__Input material__.
+++++

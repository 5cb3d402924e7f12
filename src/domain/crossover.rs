//! Closed-candle EMA crossover detection.
//!
//! Bullish on a line: confirm[t] > line[t] && confirm[t-1] <= line[t-1].
//! Bearish mirrors it. Fast, medium and slow are ORed into one flag per side.

use crate::domain::candle::Candle;
use crate::domain::indicator::{EmaLines, IndicatorSet};
use crate::domain::state::{CrossoverData, StrategyState};
use chrono::{DateTime, Duration, FixedOffset, NaiveDateTime, Utc};

/// Per-side count of crossed lines on one candle.
#[derive(Debug, Clone, Copy, PartialEq, Eq, Default)]
pub struct Crossings {
    pub bullish: usize,
    pub bearish: usize,
}

pub fn count_crossings(current: &EmaLines, previous: &EmaLines) -> Crossings {
    let mut crossings = Crossings::default();
    for (line, prev_line) in current
        .crossover_lines()
        .into_iter()
        .zip(previous.crossover_lines())
    {
        if current.confirm > line && previous.confirm <= prev_line {
            crossings.bullish += 1;
        }
        if current.confirm < line && previous.confirm >= prev_line {
            crossings.bearish += 1;
        }
    }
    crossings
}

/// Convert a broker-local naive timestamp to UTC.
pub fn broker_to_utc(local: NaiveDateTime, offset: FixedOffset) -> DateTime<Utc> {
    (local - Duration::seconds(offset.local_minus_utc() as i64)).and_utc()
}

/// Detects crossovers on the latest closed candle, once per candle timestamp.
#[derive(Debug, Clone)]
pub struct CrossoverDetector {
    started_at: DateTime<Utc>,
    broker_offset: FixedOffset,
}

impl CrossoverDetector {
    pub fn new(started_at: DateTime<Utc>, broker_offset: FixedOffset) -> Self {
        CrossoverDetector {
            started_at,
            broker_offset,
        }
    }

    /// A candle that opened before the process started carries a historical signal.
    pub fn is_stale(&self, candle: &Candle) -> bool {
        broker_to_utc(candle.time, self.broker_offset) < self.started_at
    }

    /// Check the latest candle. Records it in `last_crossover_check_candle` and returns
    /// `None` when it was already checked, nothing crossed, or the signal is stale.
    pub fn check(
        &self,
        state: &mut StrategyState,
        latest: &Candle,
        indicators: &IndicatorSet,
    ) -> Option<CrossoverData> {
        if state.last_crossover_check_candle == Some(latest.time) {
            return None;
        }
        state.last_crossover_check_candle = Some(latest.time);

        let crossings = count_crossings(&indicators.ema, &indicators.previous_ema);
        if crossings.bullish == 0 && crossings.bearish == 0 {
            return None;
        }

        if self.is_stale(latest) {
            tracing::debug!(candle = %latest.time, "discarding crossover from before startup");
            return None;
        }

        tracing::debug!(
            candle = %latest.time,
            bullish_lines = crossings.bullish,
            bearish_lines = crossings.bearish,
            "crossover detected"
        );

        Some(CrossoverData {
            bullish: crossings.bullish > 0,
            bearish: crossings.bearish > 0,
            candle_time: latest.time,
        })
    }
}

+++++

__Instructions to follow__.
List all lines from the entries that include the word "usize".

__Written answer__.
    pub bullish: usize,
    pub bearish: usize,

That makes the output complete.